Esmelia s’en voulut de faire de l’anthropomorphisme inversé.

— Sachez que, sur la Terre, vous tomberiez sous le coup d’un paquet de lois.

— Je connais bien la Terre.

— Je sais. J’aurais aussi pu éviter de vous rappeler qu’en plus de cela vous seriez redevable de tellement de dommages et intérêts que la somme obtenue lors de la vente des reliques que vous avez volées à l’AMSEVE ne suffirait pas à vous acquitter de votre dette, mais j’en avais vraiment très envie. Au passage, Jor Pʘnyl, vous avez les salutations du Général Doherty. Pas les plus cordiales, cela va sans dire.

Elle avait l’impression de fanfaronner plus que de raison, mais c’était aussi une manière de montrer à cette voleuse d’artefacts qu’elle ne la craignait pas. Cet excès de confiance semblait avoir bien fonctionné sur l’ancienne agente de l’AMSEVE qui s’était littéralement décomposée.

Pʘnyl coupa brutalement toutes les communications. Elle disparut de l’écran qui redevint noir.

De son côté, Esmelia demanda à un navigateur en chef dont le teint avait viré au cireux de ne couper que le son. À la fois pour voir l’assaillante dès qu’elle reprendrait contact, et pour éviter que celle-ci entende ce qu’elle dirait aux navigateurs qui n'avaient sans doute jamais assisté à un tel début de négociation.

Le second navigateur s’approcha d’eux. Le regard qu’il lança à son supérieur était tout autant interrogateur que craintif.

Celui-ci eut un sourire crispé, et lui répondit d’un signe de tête.

Autorisé à parler, le jeune sumérien se lança :

— Pourquoi a-t-elle coupé la communication. Elle est fâchée ?

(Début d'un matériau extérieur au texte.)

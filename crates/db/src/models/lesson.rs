//! Lesson models.

use std::str::FromStr;

use academy_core::error::CoreError;
use academy_core::lesson::LessonType;
use academy_core::types::{DbId, Timestamp};
use serde::{Deserialize, Serialize};
use sqlx::FromRow;

/// A row from the `lessons` table.
#[derive(Debug, Clone, FromRow, Serialize)]
pub struct Lesson {
    pub id: DbId,
    pub course_id: DbId,
    pub title: String,
    pub lesson_type: String,
    pub sort_order: i32,
    pub content: serde_json::Value,
    pub created_at: Timestamp,
    pub updated_at: Timestamp,
}

impl Lesson {
    /// Parsed `lesson_type`. The column has a CHECK constraint, so this only
    /// fails for rows written outside the migrations' rules.
    pub fn kind(&self) -> Result<LessonType, CoreError> {
        LessonType::from_str(&self.lesson_type)
    }
}

/// DTO for creating a lesson.
#[derive(Debug, Deserialize)]
pub struct CreateLesson {
    pub course_id: DbId,
    pub title: String,
    pub lesson_type: LessonType,
    pub sort_order: i32,
    pub content: Option<serde_json::Value>,
}
//! Course catalog models.

use academy_core::types::{DbId, Timestamp};
use serde::{Deserialize, Serialize};
use sqlx::FromRow;

/// A row from the `courses` table.
#[derive(Debug, Clone, FromRow, Serialize)]
pub struct Course {
    pub id: DbId,
    pub slug: String,
    pub title: String,
    pub description: Option<String>,
    pub difficulty: String,
    pub is_published: bool,
    pub created_at: Timestamp,
    pub updated_at: Timestamp,
}

/// DTO for creating a course.
#[derive(Debug, Deserialize)]
pub struct CreateCourse {
    pub slug: String,
    pub title: String,
    pub description: Option<String>,
    /// Defaults to `beginner` when omitted.
    pub difficulty: Option<String>,
    /// Defaults to `true` when omitted.
    pub is_published: Option<bool>,
}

Son supérieur lui rendit un regard qui disait clairement : "Tu m'étonnes !"

— Elle est contrariée, lui confirma Esmelia. Son plan ne se déroule pas exactement comme elle le souhaiterait.

— Elle risque d’être encore plus en colère, fit remarquer le navigateur en chef.

— Vous vous attendiez à ce qu'elle nous offre des fleurs ? Vous savez, comme moi, qu'en aucune manière nous n'accèderons à ses demandes. Au moins, cela nous aura fait gagner un peu de temps.